The technology behind NBCUniversal’s TV Everywhere play is from Avanto, an over-the-top specialist that has an extensive base of television clients, including Gray Television, Hearst Television, LIN Media, Journal Broadcast Group and Post-Newsweek Stations, as well as Fox Sports and NBCUniversal’s 28 network brands, says Matt Smith, Avanto chief evangelist.
Avanto’s approach to TV Everywhere is to offer broadcasters a software-based solution that runs on common off-the-shelf (COTS) servers from companies like Dell and HP, says Smith. “All the broadcaster does is power up the server, provide it with a network drop and connect the live video signal to it. Everything else is done remotely,” he adds.

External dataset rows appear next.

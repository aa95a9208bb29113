//! # Handler Resolver
//!
//! Classifies the entry registered for an action type and turns it into an
//! ordered execution [`Plan`].
//!
//! Sequences are walked left to right by a [`Stacker`], a small state machine
//! with a one-slot pending-handler stack:
//!
//! - a bare handler flushes whatever is pending, then becomes pending itself
//!   (it may still bind to a following options object);
//! - a tuple flushes whatever is pending, then runs with its own options;
//! - a bare options object pops the pending handler and runs with it; with
//!   nothing pending it is an [`InvalidHandlerType`] fault;
//! - anything left pending after the last element is flushed.
//!
//! This lets an author write `[h1, h2]` for two independent handlers, or
//! `[h1, options_for_h1, h2]` to configure only the handler that needs it.
//!
//! Planning never runs a handler, so a malformed sequence aborts its cycle
//! before any of its handlers has executed.
//!
//! [`InvalidHandlerType`]: ReducerError::InvalidHandlerType

use crate::{
    action::Payload,
    entry::{Element, HandlerEntry},
    error::{ReducerError, ValueKind},
    handler::SharedHandler,
    meta::Options,
};
use serde_json::Value;

/// One planned invocation: a handler plus the options bound to it.
pub struct Step<'a, S, P = Payload> {
    handler: &'a SharedHandler<S, P>,
    helpers: Option<&'a Options>,
}

impl<'a, S, P> Step<'a, S, P> {
    /// The handler to invoke.
    pub fn handler(&self) -> &'a SharedHandler<S, P> {
        self.handler
    }

    /// The options object surfaced as `meta.helpers`.
    pub fn helpers(&self) -> Option<&'a Options> {
        self.helpers
    }
}

/// The ordered steps of one entry.
pub type Plan<'a, S, P = Payload> = Vec<Step<'a, S, P>>;

/// The pairing state machine over a handler sequence.
pub struct Stacker<'a, S, P = Payload> {
    pending: Option<&'a SharedHandler<S, P>>,
    steps: Plan<'a, S, P>,
}

impl<'a, S, P> Stacker<'a, S, P> {
    /// Create an empty stacker.
    pub fn new() -> Self {
        Self {
            pending: None,
            steps: Vec::new(),
        }
    }

    /// Whether a bare handler is waiting for a possible options object.
    pub fn is_pending(&self) -> bool {
        self.pending.is_some()
    }

    /// Emit the pending handler, if any, as a solo step.
    pub fn flush(&mut self) {
        if let Some(handler) = self.pending.take() {
            self.steps.push(Step {
                handler,
                helpers: None,
            });
        }
    }

    /// Stage a bare handler.
    pub fn push_handler(&mut self, handler: &'a SharedHandler<S, P>) {
        self.flush();
        self.pending = Some(handler);
    }

    /// Emit a handler with its own options value.
    pub fn push_tuple(
        &mut self,
        handler: &'a SharedHandler<S, P>,
        options: &'a Value,
    ) -> Result<(), ReducerError> {
        self.flush();
        let helpers = as_options(options)?;
        self.steps.push(Step {
            handler,
            helpers: Some(helpers),
        });
        Ok(())
    }

    /// Bind an options object to the pending handler.
    pub fn bind_options(&mut self, options: &'a Options) -> Result<(), ReducerError> {
        let handler = self
            .pending
            .take()
            .ok_or(ReducerError::InvalidHandlerType(ValueKind::Object))?;
        self.steps.push(Step {
            handler,
            helpers: Some(options),
        });
        Ok(())
    }

    /// Flush and return the plan.
    pub fn finish(mut self) -> Plan<'a, S, P> {
        self.flush();
        self.steps
    }
}

impl<S, P> Default for Stacker<'_, S, P> {
    fn default() -> Self {
        Self::new()
    }
}

fn as_options(value: &Value) -> Result<&Options, ReducerError> {
    match value {
        Value::Object(options) => Ok(options),
        other => Err(ReducerError::InvalidHelperType(ValueKind::of(other))),
    }
}

/// Plan a sequence entry.
pub fn plan_sequence<'a, S, P>(
    kind: &str,
    elements: &'a [Element<S, P>],
) -> Result<Plan<'a, S, P>, ReducerError> {
    if elements.is_empty() {
        return Err(ReducerError::NoActionHandler(kind.to_string()));
    }

    let mut stacker = Stacker::new();
    for element in elements {
        match element {
            Element::Handler(handler) => stacker.push_handler(handler),
            Element::Tuple(handler, options) => stacker.push_tuple(handler, options)?,
            Element::Options(options) => stacker.bind_options(options)?,
            Element::Raw(Value::Object(options)) => stacker.bind_options(options)?,
            // A raw array is a tuple whose head was never a handler.
            Element::Raw(Value::Array(items)) => {
                let head = items.first().map_or(ValueKind::Undefined, ValueKind::of);
                return Err(ReducerError::InvalidHandlerType(head));
            }
            Element::Raw(other) => {
                return Err(ReducerError::InvalidHandlerType(ValueKind::of(other)));
            }
            Element::Vacant => return Err(ReducerError::NoActionHandler(kind.to_string())),
        }
    }
    Ok(stacker.finish())
}

/// Plan the entry registered for `kind`.
pub fn resolve<'a, S, P>(
    kind: &str,
    entry: Option<&'a HandlerEntry<S, P>>,
) -> Result<Plan<'a, S, P>, ReducerError> {
    match entry {
        None => Err(ReducerError::NoActionHandler(kind.to_string())),
        Some(HandlerEntry::Single(handler)) => Ok(vec![Step {
            handler,
            helpers: None,
        }]),
        Some(HandlerEntry::Sequence(elements)) => plan_sequence(kind, elements),
        Some(HandlerEntry::Invalid(observed)) => Err(ReducerError::InvalidHandlerType(*observed)),
    }
}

The “everything else” Smith references includes encoding for playback on a variety of second-screen devices, authentication to ensure that a TV Everywhere viewer is in good standing with his cable or IPTV provider; blacking out out-of-market stations; dynamically inserting advertising on the national, regional and local level, including local and regional spots based on the location of the viewer; and, ultimately, managing a content delivery network for final distribution to viewers.
Avanto also tracks what viewers are watching, when and for how long to provide analytics that the network and affiliates can use to market to advertisers. Combining analytics, the ability to geolocate viewers and dynamically insert ads ultimately can give broadcasters the opportunity to reach individuals in ways previously unimaginable.
“No one to my knowledge is doing this in practice today, but think about your geographic proximity to an advertiser,: Smith says. “You are on a train. You are watching the San Francisco Giants game, and you get off at the station. There is a Starbucks a half mile away.
“You can pop up a lower-third graphic that says: ‘Save a Dollar at Starbucks, Tap Here for More Information,’ and we can have that ad experience happen while the broadcast still happens underneath the ad. This enables quite a few interesting possibilities.”
Powering the new CBS All Access TV Everywhere subscription service is the Syncbak Syncbox, a 1RU computer server at each participating CBS-owned station, and eventually at each affiliate that signs up, along with a cloud service that dynamically manages program rights.
The function of the Syncbox server is to prepare the TV station’s linear program feed for streaming to the cloud. The server transcodes an incoming ASI program feed from the local station, encodes and compresses it for delivery to the cloud, wraps in closed-captioning data and Nielsen ID tags and streams out the prepared content to the cloud, says Jack Perry, founder and CEO of Syncbak.
In the cloud, Syncbak’s Dynamic Rights Resolution Engine processes the incoming content, making sure the rights for each piece of content are cleared for live streaming, determining if it is available to be watched only in-market and deciding which kinds of devices consumers will watch it on after the prepared content is sent to CBS Interactive for All Access delivery, he says.
Syncbak also serves as the backbone of TV Everywhere for Fox O&Os as well as Raycom Media’s Fox affiliates, says Perry. “Each individual station has its own app for TV Everywhere.”